I was walking with a friend at the weekend. We talked about vaccines, lockdown, and how our strange Christmas had been. I asked him what he misses right now – what is it he’s looking forward to most as we emerge from the eye of the storm? He started off in the obvious places – sitting in a café with another person, or on a date; cinema; and then, as my friend is a musician, the yearning to return to rehearsals and concerts together.
He batted the question back to me, and I mulled over my own personal losses: Alongside restaurants, cinemas, theatres and meeting new people, I desperately miss seeing therapy clients in a room rather than many hours on Zoom; and as a land-locked Londoner with a great love for the sea, I so badly want to be allowed back outside the city limits and on the huge beaches of the north sea coast.
These are all losses. Hopefully they are not permanent, and I will be back paddling in the freezing sea before too long, as my friend will be back playing among fellow musicians. As the vaccine roll-out begins, there is a painful sense of an end within grasp, yet currently just beyond our reach – the far side of a canyon. If all goes well, spring or early summer will be the first time that any of these things become at all plausible again. By that time we will have been without some of the experiences we most cherish for a year.
Acknowledging our Losses
In London, a full lockdown akin to what we went through last March has been enacted, and the vaccination programme is just gearing up. Anxiety and sadness are running high as we reach month 10 of our pandemic cycle. We have all lost more, once again. The feeling right now is one of loss upon loss, the exhaustion of uncertainty as to when this will end, and perhaps a barely-conscious, irrational but very real fear that it might not end – that some things will be gone for good.
And while some of our losses are probably temporary, some are here to stay. There is a loss of innocence in our knowledge that this has happened, and can happen again. That the world can move under our feet. That we are not as safe and in control of the world as we often kid ourselves.
Even where we can tell ourselves that the losses are temporary, that many things will return, that does not detract from the fact that any and all of these losses, in this moment, are absolutely real. And that experience provokes many of the same emotional responses as after someone dies: The complex emotional tempests of grief and mourning.
The Work of Mourning
Many of us have been through the grief of losing a loved one. It is widely known and accepted that mourning is a personal and idiosyncratic process. It is unpredictable, with days of feeling better before the rug is pulled from beneath us and we are again drowning in waves of anger, fear and unutterable sadness. It is a vital facet of grieving that we get to know these emotional responses, accept and acknowledge them, and give them time and space in our lives.

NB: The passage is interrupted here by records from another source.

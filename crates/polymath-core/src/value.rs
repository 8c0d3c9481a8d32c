use crate::complex::Complex;
use crate::decimal::Decimal;
use crate::matrix::Matrix;
use crate::unit::Unit;
use serde::{Deserialize, Serialize};
use std::fmt;

#[derive(Debug, Clone, PartialEq, Serialize, Deserialize)]
pub enum Value {
    Num(f64),
    Decimal(Decimal),
    Complex(Complex),
    Unit(Unit),
    Str(String),
    Array(Vec<Value>),
    Matrix(Matrix),
}

/// Runtime type of a [`Value`], as seen by dispatch.
#[derive(Debug, Clone, Copy, PartialEq, Eq, Hash, Serialize, Deserialize)]
pub enum TypeTag {
    Number,
    Decimal,
    Complex,
    Unit,
    String,
    Array,
    Matrix,
}

impl TypeTag {
    pub const ALL: [TypeTag; 7] = [
        TypeTag::Number,
        TypeTag::Decimal,
        TypeTag::Complex,
        TypeTag::Unit,
        TypeTag::String,
        TypeTag::Array,
        TypeTag::Matrix,
    ];

    /// Name used in signatures and error messages.
    pub fn name(self) -> &'static str {
        match self {
            TypeTag::Number => "number",
            TypeTag::Decimal => "Decimal",
            TypeTag::Complex => "Complex",
            TypeTag::Unit => "Unit",
            TypeTag::String => "string",
            TypeTag::Array => "Array",
            TypeTag::Matrix => "Matrix",
        }
    }

    pub fn from_name(name: &str) -> Option<TypeTag> {
        TypeTag::ALL.iter().copied().find(|t| t.name() == name)
    }
}

impl fmt::Display for TypeTag {
    fn fmt(&self, f: &mut fmt::Formatter<'_>) -> fmt::Result {
        f.write_str(self.name())
    }
}

impl Value {
    pub fn type_tag(&self) -> TypeTag {
        match self {
            Value::Num(_) => TypeTag::Number,
            Value::Decimal(_) => TypeTag::Decimal,
            Value::Complex(_) => TypeTag::Complex,
            Value::Unit(_) => TypeTag::Unit,
            Value::Str(_) => TypeTag::String,
            Value::Array(_) => TypeTag::Array,
            Value::Matrix(_) => TypeTag::Matrix,
        }
    }

    pub fn is_collection(&self) -> bool {
        matches!(self, Value::Array(_) | Value::Matrix(_))
    }

    pub fn complex(re: f64, im: f64) -> Self {
        Value::Complex(Complex::new(re, im))
    }

    pub fn array<I: IntoIterator<Item = Value>>(items: I) -> Self {
        Value::Array(items.into_iter().collect())
    }

    /// Flat array of plain numbers.
    pub fn numbers<const N: usize>(xs: [f64; N]) -> Self {
        Value::Array(xs.into_iter().map(Value::Num).collect())
    }

    /// Shape of a container, read along the first elements for arrays;
    /// empty for scalars.
    pub fn size(&self) -> Vec<usize> {
        match self {
            Value::Matrix(m) => m.size().to_vec(),
            Value::Array(items) => {
                let mut size = vec![items.len()];
                if let Some(first @ Value::Array(_)) = items.first() {
                    size.extend(first.size());
                }
                size
            }
            _ => Vec::new(),
        }
    }

    /// Nested-array view; identity for everything but matrices.
    pub fn value_of(&self) -> Value {
        match self {
            Value::Matrix(m) => m.value_of(),
            other => other.clone(),
        }
    }
}

impl From<f64> for Value {
    fn from(x: f64) -> Self {
        Value::Num(x)
    }
}

impl From<Decimal> for Value {
    fn from(d: Decimal) -> Self {
        Value::Decimal(d)
    }
}

impl From<Complex> for Value {
    fn from(z: Complex) -> Self {
        Value::Complex(z)
    }
}

impl From<Unit> for Value {
    fn from(u: Unit) -> Self {
        Value::Unit(u)
    }
}

impl From<Matrix> for Value {
    fn from(m: Matrix) -> Self {
        Value::Matrix(m)
    }
}

impl From<Vec<Value>> for Value {
    fn from(items: Vec<Value>) -> Self {
        Value::Array(items)
    }
}

impl From<&str> for Value {
    fn from(s: &str) -> Self {
        Value::Str(s.to_string())
    }
}

impl From<String> for Value {
    fn from(s: String) -> Self {
        Value::Str(s)
    }
}

impl fmt::Display for Value {
    fn fmt(&self, f: &mut fmt::Formatter<'_>) -> fmt::Result {
        f.write_str(&crate::pretty::format_value(self))
    }
}
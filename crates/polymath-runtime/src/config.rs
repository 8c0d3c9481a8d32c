//! Engine configuration.
//!
//! Loaded from TOML, with environment variable overrides:
//! - `POLYMATH_MATRIX`: `matrix` or `array`
//! - `POLYMATH_PRECISION`: significant digits for decimals

use polymath_core::DecimalContext;
use serde::{Deserialize, Serialize};
use std::env;
use std::fs;
use std::path::Path;
use thiserror::Error;
use tracing::warn;

#[derive(Error, Debug)]
pub enum ConfigError {
    #[error("IO error: {0}")]
    Io(#[from] std::io::Error),
    #[error("TOML parsing error: {0}")]
    TomlParse(#[from] toml::de::Error),
    #[error("TOML serialization error: {0}")]
    TomlSerialize(#[from] toml::ser::Error),
    #[error("Validation error: {0}")]
    Validation(String),
}

pub type ConfigResult<T> = std::result::Result<T, ConfigError>;

/// Container kind returned by constructors such as `eye`.
#[derive(Debug, Clone, Copy, PartialEq, Eq, Default, Serialize, Deserialize)]
#[serde(rename_all = "lowercase")]
pub enum MatrixMode {
    #[default]
    Matrix,
    Array,
}

impl MatrixMode {
    fn parse(s: &str) -> Option<Self> {
        match s.trim().to_ascii_lowercase().as_str() {
            "matrix" => Some(MatrixMode::Matrix),
            "array" => Some(MatrixMode::Array),
            _ => None,
        }
    }
}

#[derive(Debug, Clone, PartialEq, Serialize, Deserialize)]
#[serde(default)]
pub struct MathConfig {
    pub matrix: MatrixMode,
    /// Significant digits for decimals created by the engine
    pub precision: u32,
}

impl Default for MathConfig {
    fn default() -> Self {
        Self { matrix: MatrixMode::Matrix, precision: DecimalContext::DEFAULT_PRECISION }
    }
}

impl MathConfig {
    pub const MAX_PRECISION: u32 = 1000;

    pub fn load_from_file<P: AsRef<Path>>(path: P) -> ConfigResult<Self> {
        let content = fs::read_to_string(path.as_ref())?;
        let config: MathConfig = toml::from_str(&content)?;
        config.validate()?;
        Ok(config)
    }

    pub fn save_to_file<P: AsRef<Path>>(&self, path: P) -> ConfigResult<()> {
        let toml_content = toml::to_string_pretty(self)?;
        fs::write(path.as_ref(), toml_content)?;
        Ok(())
    }

    /// Defaults with environment overrides applied.
    pub fn from_env() -> Self {
        let mut config = Self::default();
        config.apply_env_overrides();
        config
    }

    /// Invalid values are logged and ignored.
    pub fn apply_env_overrides(&mut self) {
        if let Ok(val) = env::var("POLYMATH_MATRIX") {
            match MatrixMode::parse(&val) {
                Some(mode) => self.matrix = mode,
                None => warn!(value = %val, "ignoring invalid POLYMATH_MATRIX"),
            }
        }

        if let Ok(val) = env::var("POLYMATH_PRECISION") {
            match val.parse::<u32>() {
                Ok(p) if (1..=Self::MAX_PRECISION).contains(&p) => self.precision = p,
                _ => warn!(value = %val, "ignoring invalid POLYMATH_PRECISION"),
            }
        }
    }

    pub fn validate(&self) -> ConfigResult<()> {
        if self.precision == 0 || self.precision > Self::MAX_PRECISION {
            return Err(ConfigError::Validation(format!(
                "precision must be between 1 and {}, got {}",
                Self::MAX_PRECISION,
                self.precision
            )));
        }
        Ok(())
    }

    pub fn decimal_context(&self) -> DecimalContext {
        DecimalContext::new(self.precision)
    }
}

Some people have lost loved ones to Covid. Many of us count ourselves lucky to not be going through that, but may not realise the extent to which the maelstrom of feelings – or the flatness of exhaustion and depression – may be expressions of loss in themselves. These feelings are cries from deep within us of the profound emotional impacts of trauma and loss and they must be honoured.

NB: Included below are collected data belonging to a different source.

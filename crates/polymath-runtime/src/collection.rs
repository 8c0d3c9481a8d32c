//! Element-wise application of scalar operations over nested containers.
//!
//! Both functions are pure: containers are rebuilt, never mutated. Arrays
//! stay arrays and matrices stay matrices. When an `Array` meets a `Matrix`
//! the result takes the kind of the left operand.

use polymath_core::{Matrix, MathError, Result, Value};

/// Applies `f` to every leaf of `x`.
pub fn deep_map<F>(x: &Value, f: &mut F) -> Result<Value>
where
    F: FnMut(&Value) -> Result<Value>,
{
    match x {
        Value::Array(items) => {
            let mut out = Vec::with_capacity(items.len());
            for item in items {
                out.push(deep_map(item, f)?);
            }
            Ok(Value::Array(out))
        }
        Value::Matrix(m) => Ok(Value::Matrix(m.map(|cell| deep_map(cell, f))?)),
        leaf => f(leaf),
    }
}

/// Applies `f` pairwise over two operands, broadcasting a non-container
/// operand over every element of the other.
pub fn deep_map2<F>(x: &Value, y: &Value, f: &mut F) -> Result<Value>
where
    F: FnMut(&Value, &Value) -> Result<Value>,
{
    match (x, y) {
        (Value::Array(a), Value::Array(b)) => {
            if a.len() != b.len() {
                return Err(MathError::ShapeMismatch { lhs: x.size(), rhs: y.size() });
            }
            let mut out = Vec::with_capacity(a.len());
            for (l, r) in a.iter().zip(b) {
                out.push(deep_map2(l, r, f)?);
            }
            Ok(Value::Array(out))
        }
        (Value::Matrix(a), Value::Matrix(b)) => Ok(Value::Matrix(a.zip_map(b, |l, r| deep_map2(l, r, f))?)),
        (Value::Matrix(a), Value::Array(_)) => match deep_map2(&a.value_of(), y, f)? {
            Value::Array(items) => Ok(Value::Matrix(Matrix::from_nested(items)?)),
            other => Ok(other),
        },
        (Value::Array(_), Value::Matrix(b)) => deep_map2(x, &b.value_of(), f),
        (Value::Array(a), scalar) => {
            let mut out = Vec::with_capacity(a.len());
            for item in a {
                out.push(deep_map2(item, scalar, f)?);
            }
            Ok(Value::Array(out))
        }
        (scalar, Value::Array(b)) => {
            let mut out = Vec::with_capacity(b.len());
            for item in b {
                out.push(deep_map2(scalar, item, f)?);
            }
            Ok(Value::Array(out))
        }
        (Value::Matrix(a), scalar) => Ok(Value::Matrix(a.map(|cell| deep_map2(cell, scalar, f))?)),
        (scalar, Value::Matrix(b)) => Ok(Value::Matrix(b.map(|cell| deep_map2(scalar, cell, f))?)),
        (l, r) => f(l, r),
    }
}

#[cfg(test)]
mod tests {
    use super::*;
    use pretty_assertions::assert_eq;

    fn plus(a: &Value, b: &Value) -> Result<Value> {
        match (a, b) {
            (Value::Num(x), Value::Num(y)) => Ok(Value::Num(x + y)),
            _ => Err(MathError::UnknownFunction("plus".into())),
        }
    }

    fn matrix(rows: Vec<Value>) -> Value {
        Value::Matrix(Matrix::from_nested(rows).unwrap())
    }

    #[test]
    fn deep_map_keeps_kind_and_shape() {
        let mut double = |v: &Value| -> Result<Value> {
            match v {
                Value::Num(x) => Ok(Value::Num(x * 2.0)),
                other => Ok(other.clone()),
            }
        };
        let ragged = Value::array([Value::Num(1.0), Value::numbers([2.0, 3.0])]);
        assert_eq!(
            deep_map(&ragged, &mut double).unwrap(),
            Value::array([Value::Num(2.0), Value::numbers([4.0, 6.0])])
        );
        let m = matrix(vec![Value::numbers([1.0, 2.0])]);
        assert_eq!(deep_map(&m, &mut double).unwrap(), matrix(vec![Value::numbers([2.0, 4.0])]));
        assert_eq!(deep_map(&Value::Num(4.0), &mut double).unwrap(), Value::Num(8.0));
    }

    #[test]
    fn deep_map_propagates_errors() {
        let mut fail = |_: &Value| -> Result<Value> { Err(MathError::UnknownFunction("boom".into())) };
        assert!(deep_map(&Value::numbers([1.0]), &mut fail).is_err());
    }

    #[test]
    fn broadcasts_scalars_both_ways() {
        let mut f = plus;
        let xs = Value::numbers([1.0, 2.0, 3.0]);
        assert_eq!(deep_map2(&xs, &Value::Num(4.0), &mut f).unwrap(), Value::numbers([5.0, 6.0, 7.0]));
        assert_eq!(deep_map2(&Value::Num(4.0), &xs, &mut f).unwrap(), Value::numbers([5.0, 6.0, 7.0]));
        let m = matrix(vec![Value::numbers([1.0, 2.0])]);
        assert_eq!(deep_map2(&Value::Num(1.0), &m, &mut f).unwrap(), matrix(vec![Value::numbers([2.0, 3.0])]));
    }

    #[test]
    fn pairs_nested_arrays() {
        let mut f = plus;
        let a = Value::array([Value::numbers([1.0, 2.0]), Value::numbers([3.0, 4.0])]);
        let b = Value::array([Value::numbers([10.0, 20.0]), Value::numbers([30.0, 40.0])]);
        assert_eq!(
            deep_map2(&a, &b, &mut f).unwrap(),
            Value::array([Value::numbers([11.0, 22.0]), Value::numbers([33.0, 44.0])])
        );
    }

    #[test]
    fn mismatched_arrays_fail() {
        let mut f = plus;
        let err = deep_map2(&Value::numbers([1.0, 2.0]), &Value::numbers([1.0, 2.0, 3.0]), &mut f).unwrap_err();
        assert_eq!(err, MathError::ShapeMismatch { lhs: vec![2], rhs: vec![3] });
    }

    #[test]
    fn mismatched_matrices_fail() {
        let mut f = plus;
        let a = matrix(vec![Value::numbers([1.0, 2.0])]);
        let b = matrix(vec![Value::numbers([1.0]), Value::numbers([2.0])]);
        let err = deep_map2(&a, &b, &mut f).unwrap_err();
        assert_eq!(err, MathError::ShapeMismatch { lhs: vec![1, 2], rhs: vec![2, 1] });
    }

    #[test]
    fn mixed_kinds_follow_left_operand() {
        let mut f = plus;
        let m = matrix(vec![Value::numbers([1.0, 2.0])]);
        let a = Value::array([Value::numbers([10.0, 20.0])]);
        assert_eq!(deep_map2(&m, &a, &mut f).unwrap(), matrix(vec![Value::numbers([11.0, 22.0])]));
        assert_eq!(deep_map2(&a, &m, &mut f).unwrap(), Value::array([Value::numbers([11.0, 22.0])]));
    }
}
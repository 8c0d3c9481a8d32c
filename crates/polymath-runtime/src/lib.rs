pub mod collection;
pub mod config;
pub mod convert;
pub mod dispatch;
pub mod signature;

pub use collection::{deep_map, deep_map2};
pub use config::{ConfigError, MathConfig, MatrixMode};
pub use convert::try_promote;
pub use dispatch::{ConvertFn, Dispatcher, NativeFn, Resolution};
pub use signature::{Signature, TypeSet};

All human cultures have public rituals of mourning, and for good reason; for our losses to be processed we need them to be validated by others, to be shared. Darian Leader is a psychoanalyst who has written on loss and its links to depression. For him, public mourning is necessary if we are to work through our losses and not repress them and find ourselves stuck: ‘After a traumatic loss, we need to receive the message that something terrible has happened…there is a vital human need to designate events symbolically.’
In this period of on-going uncertainty we all face very real practical challenges – how to arrange home-schooling around work? How to take care of someone who has the virus? How to live well alone, after many months of isolation? – on top of mounting exhaustion and a sense of being worn down by the pandemic. Mourning is work, as any therapist will tell you – so how do we face yet another task?
The Vital Work of Compassion
I find it helpful to turn the thought around. The grief is occurring, and being expressed anyway, somehow. Perhaps in flashes of anger at the stranger who comes too close in the supermarket, or a partner or flatmate acting selfishly. Or maybe in the on-going exhaustion you can’t shake, a low-level anxiety, a lack of motivation, a need for sleep and mindless TV. There are myriad bodily ways that our losses pulse through us, some of them not obvious at all.
This task is not a case of seeking out feelings that should be there, or doing work you’re not already. Perhaps it is more about tuning into what your emotions, responses or body are saying to you, and gently acknowledging that. Bring kindness to yourself. Remind yourself that while you may not have lost a person directly, you have lost things in this pandemic. What are they? What has the impact been of those losses? And what do you need to do to honour the feelings that evokes?
Just being with those feelings or bodily sensations for a bit, when you can – hard though it can be – can stop you getting blocked. If you can talk to someone trusted about what’s going on for you, then all the better. It may not feel as good as the quick-hit manic responses of a new exercise regimen or crafty hobby during the first lockdown. But in the long-term, it will probably help you stay close to yourself and your needs through one of the hardest times many of us can remember.